YOUR ASSIGNMENT
For the entries that follow, state how many lines include the word "never", giving the number and nothing else.

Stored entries

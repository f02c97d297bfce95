//! Bot behaviour: menus, selections, and relaying questions to the content API.
//!
//! Every handler swallows its own failures (logging them) so one bad update
//! never reaches the dispatcher as an error.

use teloxide::utils::command::BotCommands;
use tracing::{debug, error, info, warn};

use crate::api::{ApiRequest, QueryClient, QueryInput, RequestMeta};
use crate::callback::{self, CallbackAction, Reaction};
use crate::config::Mode;
use crate::i18n::{self, Language, Persona};
use crate::session::SessionStore;
use crate::telegram::{Button, Format, Keyboard, Messenger};
use crate::telemetry::InteractEvent;

#[derive(BotCommands, Clone, Copy, Debug, PartialEq, Eq)]
#[command(rename_rule = "snake_case", description = "These commands are supported:")]
pub enum Command {
    #[command(description = "start the bot")]
    Start,
    #[command(description = "show help")]
    Help,
    #[command(description = "choose your language")]
    SelectLanguage,
    #[command(description = "choose a Sakhi")]
    SelectBot,
}

/// Who sent an update.
#[derive(Debug, Clone)]
pub struct Sender {
    pub chat_id: i64,
    pub user_id: i64,
    pub first_name: String,
}

#[derive(Debug, Clone, PartialEq, Eq)]
pub enum Content {
    Text(String),
    Voice { file_id: String },
}

/// A question from a user.
#[derive(Debug, Clone)]
pub struct Incoming {
    pub from: Sender,
    pub message_id: i64,
    pub content: Content,
}

/// A pressed inline button.
#[derive(Debug, Clone)]
pub struct IncomingCallback {
    pub id: String,
    pub from: Sender,
    /// Message carrying the keyboard, when Telegram still gives it to us.
    pub message_id: Option<i64>,
    pub data: String,
}

pub struct Handlers<M> {
    messenger: M,
    sessions: SessionStore,
    api: QueryClient,
    feedback_buttons: bool,
    typing_indicator: bool,
}

impl<M: Messenger> Handlers<M> {
    pub fn new(messenger: M, api: QueryClient, mode: Mode) -> Self {
        Self {
            messenger,
            sessions: SessionStore::new(),
            api,
            feedback_buttons: mode.feedback_buttons(),
            typing_indicator: mode.typing_indicator(),
        }
    }

    pub fn messenger(&self) -> &M {
        &self.messenger
    }

    pub fn sessions(&self) -> &SessionStore {
        &self.sessions
    }

    pub async fn on_command(&self, from: &Sender, command: Command) {
        match command {
            Command::Start => {
                info!(
                    chat_id = from.chat_id,
                    username = %from.first_name,
                    category = "logged_in",
                    label = "logged_in",
                    "👋 /start"
                );
                self.send(from.chat_id, i18n::WELCOME_BANNER, Format::Markdown, None).await;
                if self.sessions.has_language(from.user_id).await {
                    self.show_persona_menu(from).await;
                } else {
                    self.show_language_menu(from.chat_id).await;
                }
            }
            Command::Help => {
                self.send(from.chat_id, i18n::HELP_TEXT, Format::Plain, None).await;
            }
            Command::SelectLanguage => self.show_language_menu(from.chat_id).await,
            Command::SelectBot => self.show_persona_menu(from).await,
        }
    }

    pub async fn on_callback(&self, cb: IncomingCallback) {
        let from = &cb.from;
        match CallbackAction::parse(&cb.data) {
            CallbackAction::SelectLanguage(language) => {
                self.sessions.set_language(from.user_id, language).await;
                info!(
                    chat_id = from.chat_id,
                    username = %from.first_name,
                    category = "language_selection",
                    label = "engine_selection",
                    value = language.code(),
                    "🌐 Language selected"
                );
                self.answer(&cb.id, None).await;
                self.show_persona_menu(from).await;
            }
            CallbackAction::UnknownLanguage(code) => {
                warn!("Unknown language '{}' from user {}", code, from.user_id);
                self.answer(&cb.id, None).await;
                self.show_language_menu(from.chat_id).await;
            }
            CallbackAction::SelectPersona(persona) => {
                self.sessions.set_persona(from.user_id, persona).await;
                let language = self.sessions.language(from.user_id).await;
                info!(
                    chat_id = from.chat_id,
                    username = %from.first_name,
                    category = "bot_selection",
                    label = "bot_selection",
                    value = persona.code(),
                    "🤖 Persona selected"
                );
                self.answer(&cb.id, None).await;
                self.send(from.chat_id, i18n::persona_welcome(language, persona), Format::Markdown, None)
                    .await;
            }
            CallbackAction::UnknownPersona(code) => {
                warn!("Unknown persona '{}' from user {}", code, from.user_id);
                self.answer(&cb.id, None).await;
                self.show_persona_menu(from).await;
            }
            CallbackAction::Feedback { reaction, message_id } => {
                let persona = self.sessions.persona(from.user_id).await;
                InteractEvent::feedback(from.user_id, reaction, persona, &message_id).emit();
                self.answer(&cb.id, Some(i18n::FEEDBACK_THANKS)).await;

                let Some(keyboard_message) = cb.message_id else {
                    debug!("Feedback callback without a message, nothing to redraw");
                    return;
                };
                let _ = self
                    .messenger
                    .edit_message(
                        from.chat_id,
                        keyboard_message,
                        i18n::FEEDBACK_REDRAW_PROMPT,
                        feedback_ack_keyboard(reaction),
                    )
                    .await;
            }
            CallbackAction::FeedbackAck => self.answer(&cb.id, None).await,
            CallbackAction::Unrecognized(data) => {
                debug!("Ignoring callback data {:?}", data);
                self.answer(&cb.id, None).await;
            }
        }
    }

    /// Relay a question to the content API and deliver the answer.
    pub async fn on_message(&self, msg: Incoming) {
        let from = &msg.from;
        let session = self.sessions.get(from.user_id).await;
        let language = session.language();
        let persona = session.persona();

        let question = question_label(&msg.content);
        let input = match &msg.content {
            Content::Text(text) => {
                info!(
                    chat_id = from.chat_id,
                    username = %from.first_name,
                    category = "query_handler",
                    label = "question",
                    value = %question,
                    "❓ Question"
                );
                QueryInput::Text(text.clone())
            }
            Content::Voice { file_id } => match self.messenger.voice_file_url(file_id).await {
                Ok(url) => {
                    info!(
                        chat_id = from.chat_id,
                        username = %from.first_name,
                        category = "query_handler",
                        label = "voice_question",
                        value = %question,
                        "🎤 Voice question"
                    );
                    QueryInput::Audio(url)
                }
                Err(e) => {
                    error!(chat_id = from.chat_id, "Failed to resolve voice file: {e}");
                    self.send(from.chat_id, i18n::GENERIC_ERROR, Format::Plain, None).await;
                    return;
                }
            },
        };

        self.send(from.chat_id, i18n::loader_message(language), Format::Plain, None).await;
        if self.typing_indicator {
            let _ = self.messenger.send_typing(from.chat_id).await;
        }

        let request = ApiRequest::new(language, persona, input);
        let meta = RequestMeta {
            message_id: msg.message_id,
            user_id: from.user_id,
        };

        let output = match self.api.query(persona, &request, meta).await {
            Ok(output) => output,
            Err(e) => {
                self.send(from.chat_id, i18n::GENERIC_ERROR, Format::Plain, None).await;
                error!(
                    chat_id = from.chat_id,
                    username = %from.first_name,
                    category = "handle_query_response",
                    label = "question_sent",
                    value = %question,
                    error = %e,
                    "❌ Query failed"
                );
                return;
            }
        };

        info!(
            chat_id = from.chat_id,
            username = %from.first_name,
            category = "handle_query_response",
            label = "answer_received",
            value = %question,
            "✅ Answer received"
        );
        self.send(from.chat_id, &output.text, Format::Markdown, None).await;

        if self.feedback_buttons {
            self.send(
                from.chat_id,
                i18n::FEEDBACK_PROMPT,
                Format::Markdown,
                Some(feedback_keyboard(msg.message_id)),
            )
            .await;
        }

        if let Some(audio_url) = output.audio {
            match self.api.fetch_audio(&audio_url).await {
                Ok(audio) => {
                    let _ = self.messenger.send_voice(from.chat_id, audio).await;
                }
                Err(e) => warn!("Failed to download answer audio {}: {}", audio_url, e),
            }
        }
    }

    async fn show_language_menu(&self, chat_id: i64) {
        self.send(chat_id, i18n::LANGUAGE_MENU_PROMPT, Format::Plain, Some(language_keyboard()))
            .await;
    }

    async fn show_persona_menu(&self, from: &Sender) {
        let language = self.sessions.language(from.user_id).await;
        self.send(
            from.chat_id,
            i18n::persona_menu_prompt(language),
            Format::Markdown,
            Some(persona_keyboard(language)),
        )
        .await;
    }

    async fn send(&self, chat_id: i64, text: &str, format: Format, keyboard: Option<Keyboard>) {
        // TelegramClient already logs send failures
        let _ = self.messenger.send_text(chat_id, text, format, keyboard).await;
    }

    async fn answer(&self, callback_id: &str, text: Option<&str>) {
        let _ = self.messenger.answer_callback(callback_id, text).await;
    }
}

/// How a question appears in logs. Voice notes are named by file id, never by
/// download URL, since that URL carries the bot token.
pub fn question_label(content: &Content) -> String {
    match content {
        Content::Text(text) => text.clone(),
        Content::Voice { file_id } => format!("voice:{file_id}"),
    }
}

/// One language per row.
pub fn language_keyboard() -> Keyboard {
    Language::ALL
        .iter()
        .map(|l| vec![Button::new(l.native_name(), callback::language_data(*l))])
        .collect()
}

/// One persona per row, labelled in `language`.
pub fn persona_keyboard(language: Language) -> Keyboard {
    Persona::ALL
        .iter()
        .map(|p| vec![Button::new(i18n::persona_label(language, *p), callback::persona_data(*p))])
        .collect()
}

/// 👍🏻 / 👎🏻 under an answer to `message_id`.
pub fn feedback_keyboard(message_id: i64) -> Keyboard {
    vec![vec![
        Button::new("👍🏻", callback::feedback_data(Reaction::Liked, message_id)),
        Button::new("👎🏻", callback::feedback_data(Reaction::Disliked, message_id)),
    ]]
}

/// Redrawn feedback keyboard with the chosen thumb highlighted.
pub fn feedback_ack_keyboard(chosen: Reaction) -> Keyboard {
    let up = if chosen == Reaction::Liked { "👍" } else { "👍🏻" };
    let down = if chosen == Reaction::Disliked { "👎" } else { "👎🏻" };
    vec![vec![
        Button::new(up, callback::feedback_ack_data(Reaction::Liked)),
        Button::new(down, callback::feedback_ack_data(Reaction::Disliked)),
    ]]
}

OUTPUT FOR THIS TASK
2